GET THE FACTS
#ClimateBondNow
Our state has set ambitious goals for fighting climate change, but right now we are not moving fast enough to meet them. To reach the state’s 2030 targets for reducing emissions, California needs to triple the rate it has been cutting greenhouse gases since 2010. On its current path, it will take until almost 2050.
CA’S CLIMATE ACTION NEEDS A BOOST
A PATH
TO SUCCESS
Climate change has clear causes and proven solutions but California’s investments in solutions don’t match the scope of the challenges we face. A strong and equitable climate bond will help change our course and help communities adapt to the impacts of climate change. Without it, our health, lives and livelihoods will be at risk – and millions of Californians will remain vulnerable to more frequent, intense, and destructive impacts of climate change.
GOT CLIMATE
ANXIETY?
You are not alone. A poll found 53% of Californians are “very” or “somewhat” worried about the effect of extreme heat, floods, wildfires, and air quality on their or a family member’s physical/mental health. This figure rises to 65% for people with low incomes and 83% among Spanish speakers. Learn more about how your community faces growing climate risks and the relationship to pre-existing health, social, environmental, and economic conditions through The Climate Vulnerability Index.
COLD, HARD CLIMATE FACTS
Extreme heat
Extreme heat already kills more people than hurricanes, floods, and tornadoes combined – and California’s heat waves are now routinely establishing new record highs.
Workers on farms, construction sites, and other outdoor jobs bear the brunt of hotter summer days. By 2050, nearly 60 percent of outdoor workers could experience at least one week when extreme heat makes it too dangerous to work.
As rising temperatures strain the electric grid, low-income families are more likely to have power disconnected during hot summers – while a lack of shade trees intensifiesheat in homes and communities where lower income people live.
Boom and bust cycles of rain and drought
Unpredictable cycles of rain and drought threaten access to clean water – and our ability to produce healthy food. An increased risk of megafloods could produce runoffs up to 400 percent greater than anything seen before in the Sierra Nevada, displacing entire communities in the Central Valley where a quarter of the nation’s food supply originates.
By 2100, the Sierra Nevada snowpack is projected to experience more than a 48 percent decline from the historical average. The last time snow levels declined that steeply – during the drought from 2012-2016 – farmers had to fallow more than 500,000 acres, costing the economy $2.7 billion in gross revenue and 21,000 jobs. Without rain, farmers increasingly pumped groundwater to irrigate crops, causing ground levels to sink as much as a foot per year in some parts of the state.
A warmer, drier climate could effectively eliminate the production of some fruits and nuts and other sources of food in California by the end of the century. Up to 75 percent of the Central Valley may be too warm for certain crops in the next 25 years. As much as 98 percent of the region may be too warm by 2100.
Clean water access
Millions of Californians already lack access to safe, clean water, especially in the Central Valley. Statewide, nearly 1,000 water systems are failing – meaning water is at high-risk of containing contaminants exceeding safe drinking water standards, is at high-risk of water shortage, and where there is high socioeconomic risk – or at risk. More than 60 percent of these systems serve disadvantaged or seriously disadvantaged communities.

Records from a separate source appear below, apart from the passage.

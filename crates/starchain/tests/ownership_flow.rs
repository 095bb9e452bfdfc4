//! End-to-end ownership flow through the public API.

use std::sync::Arc;

use starchain::{
    Address, DenialReason, Ed25519Verifier, Keypair, Ledger, LedgerConfig, LedgerError,
    ManualClock, Star,
};

const T0: i64 = 1_736_870_400;

fn init_tracing() {
    let _ = tracing_subscriber::fmt()
        .with_test_writer()
        .with_env_filter("starchain=debug")
        .try_init();
}

async fn ledger() -> (Ledger, Arc<ManualClock>) {
    let clock = Arc::new(ManualClock::new(T0));
    let ledger = Ledger::with_clock(Ed25519Verifier, LedgerConfig::default(), clock.clone())
        .await
        .unwrap();
    (ledger, clock)
}

#[tokio::test]
async fn test_register_and_query_stars() {
    init_tracing();
    let (ledger, clock) = ledger().await;

    let alice = Keypair::from_seed(&[0xa1; 32]);
    let bob = Keypair::from_seed(&[0xb0; 32]);
    let alice_addr = Address::from_public_key(&alice.public_key());
    let bob_addr = Address::from_public_key(&bob.public_key());

    let orion = Star::new("-5° 23' 28", "5h 35m 17.3s", "Orion nebula").with_constellation("Orion");
    let vega = Star::new("38° 47' 1", "18h 36m 56.3s", "Vega");
    let deneb = Star::new("45° 16' 49", "20h 41m 25.9s", "Deneb").with_magnitude("1.25");

    for (wallet, address, star) in [
        (&alice, &alice_addr, &orion),
        (&bob, &bob_addr, &vega),
        (&alice, &alice_addr, &deneb),
    ] {
        let message = ledger.request_challenge(address);
        clock.advance(30);
        let signature = wallet.sign(message.as_bytes()).to_hex();
        ledger
            .submit_record(address, &message, &signature, star)
            .await
            .unwrap();
    }

    assert_eq!(ledger.height().await, 3);

    let alice_stars: Vec<Star> = ledger.payloads_by_owner(&alice_addr).await.unwrap();
    assert_eq!(alice_stars, vec![orion, deneb]);

    let bob_stars: Vec<Star> = ledger.payloads_by_owner(&bob_addr).await.unwrap();
    assert_eq!(bob_stars, vec![vega]);

    let report = ledger.validate_chain().await;
    assert!(report.is_valid());
    assert_eq!(report.outcomes.len(), 4);
}

#[tokio::test]
async fn test_lookup_roundtrip_by_fingerprint_and_position() {
    let (ledger, _clock) = ledger().await;
    let wallet = Keypair::from_seed(&[0x33; 32]);
    let address = Address::from_public_key(&wallet.public_key());

    let message = ledger.request_challenge(&address);
    let signature = wallet.sign(message.as_bytes()).to_hex();
    let record = ledger
        .submit_record(&address, &message, &signature, &Star::new("1", "2", "lookup"))
        .await
        .unwrap();

    let fingerprint = record.fingerprint.unwrap();
    assert_eq!(ledger.lookup_by_fingerprint(&fingerprint).await.unwrap(), record);
    assert_eq!(ledger.lookup_by_position(1).await.unwrap(), record);

    let hex = fingerprint.to_hex();
    let parsed = starchain::Fingerprint::from_hex(&hex).unwrap();
    assert_eq!(ledger.lookup_by_fingerprint(&parsed).await.unwrap(), record);
}

#[tokio::test]
async fn test_denied_submission_can_be_retried_with_fresh_challenge() {
    init_tracing();
    let (ledger, clock) = ledger().await;
    let wallet = Keypair::from_seed(&[0x44; 32]);
    let address = Address::from_public_key(&wallet.public_key());
    let star = Star::new("1", "2", "retry");

    let stale = ledger.request_challenge(&address);
    let stale_sig = wallet.sign(stale.as_bytes()).to_hex();
    clock.advance(301);

    let denied = ledger
        .submit_record(&address, &stale, &stale_sig, &star)
        .await
        .unwrap_err();
    assert!(matches!(
        denied,
        LedgerError::AdmissionDenied(DenialReason::ChallengeExpired { .. })
    ));
    assert_eq!(ledger.height().await, 0);

    let fresh = ledger.request_challenge(&address);
    let fresh_sig = wallet.sign(fresh.as_bytes()).to_hex();
    let record = ledger
        .submit_record(&address, &fresh, &fresh_sig, &star)
        .await
        .unwrap();
    assert_eq!(record.position, 1);
    assert_eq!(record.timestamp, T0 + 301);
}

#[tokio::test]
async fn test_genesis_is_not_application_data() {
    let (ledger, _clock) = ledger().await;
    let genesis = ledger.lookup_by_position(0).await.unwrap();

    assert!(matches!(
        genesis.decode::<serde_json::Value>(),
        Err(starchain::core::CoreError::GenesisData)
    ));
    let none: Vec<Star> = ledger
        .payloads_by_owner(&Address::from("nobody"))
        .await
        .unwrap();
    assert!(none.is_empty());
}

Groundwater accounts for 40 percent of our total annual water supply in normal years and almost 60 percent in drought years. It provides a buffer against the boom and bust water cycles fueled by climate change and remains the primary water supply for many communities and ecosystems.
When paired with California’s long history of overpumping groundwater supplies, advancing climate change puts wells and water systems at risk of failure. Overdraft causes groundwater aquifers— and the land above them—to collapse, a phenomenon that damages critical water conveyance infrastructure, such as the California aqueduct and the Friant-Kern Canal. Across California, more than 81,000 wells are located in at-risk areas.
Wildfires
Wildfires are already eliminating decades of progress towards cleaner air. One recent study shows that wildfires in 2020 offset all of the carbon reduction gains California had made over nearly two decades.
Wildfires are also harming the economy, with natural disasters causing $117 billion in economic damage between 2017-2021 – including an average of $5 billion in annual lost revenue for the state budget.
The growing threat of wildfire has also sent insurance costs skyrocketing and forced many insurance companies to drop California policies entirely – leaving millions without protection in case of an emergency.
Declining air quality…and declining health for millions of Californians
As climate change raises temperatures, California's number of days with hazardous air quality has increased by more than 1,100 percent since 2000.
After decades of progress toward cleaner air, experts believe the state will see a steady deterioration in air quality through 2054.
The combined harm of extreme heat and inhalation of wildfire smoke increased hospitalizations and disproportionately impacted low-income communities and Latino, Black, Asian and other racially marginalized residents.
Without aggressive climate action, state agencies estimate California will lose out on $199 billion in economic benefits due to hospitalizations, asthma cases, and lost work and school days.